En ce qui concerne les participations plus récentes, l’heure n’est pas non plus à un optimisme franc. Ageas a longtemps bénéficié des faveurs des analystes en raison de son rôle dans la consolidation du secteur et de son trésor de guerre hérité du démantèlement de Fortis.

En ce qui concerne les participations plus récentes, l’heure n’est pas non plus à un optimisme franc.

Mais l’assureur n’est aujourd’hui plus une cible facile pour ses concurrents, BNP Paribas (rachat de la participation de 9% de Fosun) et la SFPIM (6,4%) cadenassant le capital. Au niveau opérationnel, son exposition à la Chine (via sa participation dans Taiping Life) suscite des inquiétudes en raison du durcissement de la réglementation locale. Ageas souhaitait développer un troisième pilier (à côté de l’Asie et de la Belgique) en rachetant l’assureur britannique Direct Line, mais les négociations n’ont pas abouti. Le titre reste ainsi freiné par sa stratégie à (re)définir malgré sa forte décote par rapport à la moyenne du secteur.
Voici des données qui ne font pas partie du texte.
//! Portrait acquisition boundary.
//!
//! Capture is an interactive external step that owns the user until it
//! resolves. The navigator only sees the outcome: a loadable image at the
//! destination path, or a cancellation. Device failures degrade to
//! cancellation so the affected player simply ends up without a portrait.

use crate::config;
use log::warn;
use std::path::Path;
use std::process::{Child, Command};
use std::time::{Duration, Instant};

#[derive(Debug, Clone, Copy, PartialEq, Eq)]
pub enum CaptureOutcome {
    Captured,
    Cancelled,
}

/// Interactive portrait acquisition service.
pub trait PortraitSource {
    fn acquire(&self, name_hint: &str, destination: &Path) -> CaptureOutcome;
}

/// Runs an external capture tool, invoked as `<program> <name> <destination>`.
/// Exit status 0 with the destination file present counts as a capture;
/// anything else, including the safety timeout, counts as a cancellation.
pub struct CommandCapture {
    program: String,
    timeout: Duration,
}

impl CommandCapture {
    pub fn new(program: String) -> Self {
        CommandCapture {
            program,
            timeout: Duration::from_secs(config::CAPTURE_TIMEOUT_SECS),
        }
    }

    fn wait_with_timeout(child: &mut Child, timeout: Duration) -> Option<std::process::ExitStatus> {
        let deadline = Instant::now() + timeout;
        loop {
            match child.try_wait() {
                Ok(Some(status)) => return Some(status),
                Ok(None) => {
                    if Instant::now() >= deadline {
                        let _ = child.kill();
                        let _ = child.wait();
                        return None;
                    }
                    std::thread::sleep(Duration::from_millis(100));
                }
                Err(e) => {
                    warn!("Lost track of capture tool: {}", e);
                    return None;
                }
            }
        }
    }
}

impl PortraitSource for CommandCapture {
    fn acquire(&self, name_hint: &str, destination: &Path) -> CaptureOutcome {
        crate::debug_capture!(
            "Launching {} for {} -> {}",
            self.program,
            name_hint,
            destination.display()
        );
        let mut child = match Command::new(&self.program)
            .arg(name_hint)
            .arg(destination)
            .spawn()
        {
            Ok(child) => child,
            Err(e) => {
                warn!("Capture tool {} failed to start: {}", self.program, e);
                return CaptureOutcome::Cancelled;
            }
        };

        match Self::wait_with_timeout(&mut child, self.timeout) {
            Some(status) if status.success() && destination.exists() => CaptureOutcome::Captured,
            Some(status) => {
                crate::debug_capture!("Capture tool exited without an image ({})", status);
                CaptureOutcome::Cancelled
            }
            None => {
                warn!(
                    "Capture timed out after {}s, treating as cancelled",
                    config::CAPTURE_TIMEOUT_SECS
                );
                CaptureOutcome::Cancelled
            }
        }
    }
}

/// Used when no capture tool is configured; every request cancels.
pub struct DisabledCapture;

impl PortraitSource for DisabledCapture {
    fn acquire(&self, name_hint: &str, _destination: &Path) -> CaptureOutcome {
        crate::debug_capture!("No capture tool configured, skipping portrait for {}", name_hint);
        CaptureOutcome::Cancelled
    }
}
Encore considéré comme un des gagnants de l’électrification dans l’automobile il y a peu, Umicore est aujourd’hui pris en tenaille. D’une part, la baisse progressive des moteurs thermiques va peser sur ses importantes activités dans les catalyseurs automobiles. D’autre part, sa stratégie de développement dans les matériaux pour batteries NMC (nickel, manganèse, cobalt) est remise en cause par le succès des batteries LFP (lithium, fer, phosphate), un peu moins performantes, mais moins chères. Dans ces conditions, les avis restent prudents et seuls 3 analystes sur 19 restent positifs.
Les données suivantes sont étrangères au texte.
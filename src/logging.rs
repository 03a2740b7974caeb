use chrono::Local;
use log::{LevelFilter, Metadata, Record, SetLoggerError};
use std::collections::HashSet;
use std::io::{self, Write};
use std::sync::OnceLock;

// Custom logger structure
#[derive(Debug)]
struct BladeArenaLogger {
    level: LevelFilter,
    debug_filters: Option<HashSet<String>>,
}

// Implement the log::Log trait for our custom logger
impl log::Log for BladeArenaLogger {
    fn enabled(&self, metadata: &Metadata) -> bool {
        // Check if the record's level is enabled
        if metadata.level() <= self.level {
            // If we have debug filters, check if the target matches any filter
            if let Some(filters) = &self.debug_filters {
                if metadata.level() == log::Level::Debug || metadata.level() == log::Level::Trace {
                    return filters.contains(metadata.target())
                        || filters.iter().any(|f| metadata.target().starts_with(f));
                }
            }
            return true;
        }
        false
    }

    fn log(&self, record: &Record) {
        if self.enabled(record.metadata()) {
            let level_color = match record.level() {
                log::Level::Error => "\x1B[31m", // Red
                log::Level::Warn => "\x1B[33m",  // Yellow
                log::Level::Info => "\x1B[32m",  // Green
                log::Level::Debug => "\x1B[36m", // Cyan
                log::Level::Trace => "\x1B[35m", // Magenta
            };

            let reset = "\x1B[0m";
            let now = Local::now();
            let timestamp = now.format("%H:%M:%S%.3f");

            let mut output = format!(
                "{timestamp} {level_color}{level:5}{reset} {target}: {message}",
                timestamp = timestamp,
                level_color = level_color,
                level = record.level(),
                reset = reset,
                target = record.target(),
                message = record.args()
            );

            // Add module path if available and different from target
            if let Some(module_path) = record.module_path() {
                if module_path != record.target() {
                    output.push_str(&format!(" [{}]", module_path));
                }
            }

            let mut stdout = io::stdout();
            writeln!(stdout, "{}", output).expect("Failed to write to stdout");
            stdout.flush().expect("Failed to flush stdout");
        }
    }

    fn flush(&self) {
        io::stdout().flush().expect("Failed to flush stdout");
    }
}

// Use OnceLock instead of unsafe static mut
static LOGGER: OnceLock<BladeArenaLogger> = OnceLock::new();

// Initialize the logger with optional debug filters
pub fn init_logger(level: LevelFilter, debug_filter: Option<String>) -> Result<(), SetLoggerError> {
    let debug_filters = debug_filter.map(|filter_str| {
        filter_str
            .split(',')
            .map(|s| s.trim().to_string())
            .collect::<HashSet<String>>()
    });

    // Initialize the logger if it hasn't been initialized yet
    if LOGGER.get().is_none() {
        let logger = BladeArenaLogger {
            level,
            debug_filters,
        };

        LOGGER.set(logger).expect("Failed to set logger");
    }

    // Set the logger
    log::set_logger(LOGGER.get().unwrap()).map(|()| log::set_max_level(level))
}

// Helper macros for specific debug topics
#[macro_export]
macro_rules! debug_ui {
    ($($arg:tt)*) => {
        log::debug!(target: "ui", "{}", format_args!($($arg)*))
    }
}

#[macro_export]
macro_rules! debug_match {
    ($($arg:tt)*) => {
        log::debug!(target: "match", "{}", format_args!($($arg)*))
    }
}

#[macro_export]
macro_rules! debug_roster {
    ($($arg:tt)*) => {
        log::debug!(target: "roster", "{}", format_args!($($arg)*))
    }
}

#[macro_export]
macro_rules! debug_capture {
    ($($arg:tt)*) => {
        log::debug!(target: "capture", "{}", format_args!($($arg)*))
    }
}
UMICORE fait partie des participations de l’Etat qui ont déçu. © Pavlo Gonchar / SOPA Images/Sipa USA

Eternelles promesses ?

Du côté des valeurs de croissance, UnifiedPost inquiète. Le spécialiste de la facturation numérique était entré par la grande porte en Bourse en 2020. Le ralentissement de la croissance et la détérioration des marges avaient rapidement pesé avant que l’arrivée de Marc Coucke au capital en 2022 ne redonne de l’élan au titre. Face aux résultats décevants, l’investisseur touche-à-tout a tenté sans succès de renverser la direction au printemps dernier. UnifiedPost a toutefois annoncé dans la foulée la cession de plusieurs filiales, des opérations qui visent avant tout à redresser les finances et les marges du groupe. Du côté des analystes, Berenberg reste à l’achat et Michael Roeg de Degroof Petercam continue de tabler sur une amélioration progressive des résultats après le creux de 2023.
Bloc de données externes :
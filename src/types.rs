//! Shared data types passed between the screen navigator and the match simulator.

/// A resolved player identity handed from the navigator to a new match.
#[derive(Debug, Clone, PartialEq, Eq)]
pub struct PlayerIdentity {
    pub name: String,
    /// Path of the captured portrait, if any. A missing portrait falls back
    /// to a generated placeholder avatar.
    pub photo: Option<String>,
}

impl PlayerIdentity {
    /// The default identity a slot resolves to when selection is backed out.
    pub fn default_for_slot(slot: usize) -> Self {
        PlayerIdentity {
            name: format!("Player{}", slot + 1),
            photo: None,
        }
    }
}

/// Actions exposed by the main menu screen.
#[derive(Debug, Clone, Copy, PartialEq, Eq)]
pub enum MenuAction {
    QuickStart,
    PlayerSelect,
    Settings,
    Credits,
    Quit,
}

/// Actions exposed by the pause overlay.
#[derive(Debug, Clone, Copy, PartialEq, Eq)]
pub enum PauseAction {
    Resume,
    Restart,
    MainMenu,
}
Eternelle promesse, IBA a su s’imposer comme leader mondial de la protonthérapie, une forme de radiothérapie contre le cancer plus précise, mais aussi plus coûteuse. La société néolouvaniste affiche malgré tout un carnet de commandes bien fourni depuis de longues années, mais peine toujours à l’exécuter avec des marges correctes. IBA vise à atteindre une marge opérationnelle de 10% en 2026 (après la chute à 0,1% en 2023) tout en maintenant une croissance des ventes de 15% par an. Sur cette base, le titre pourrait connaître une nouvelle période faste, à la condition d’éviter tout nouveau couac.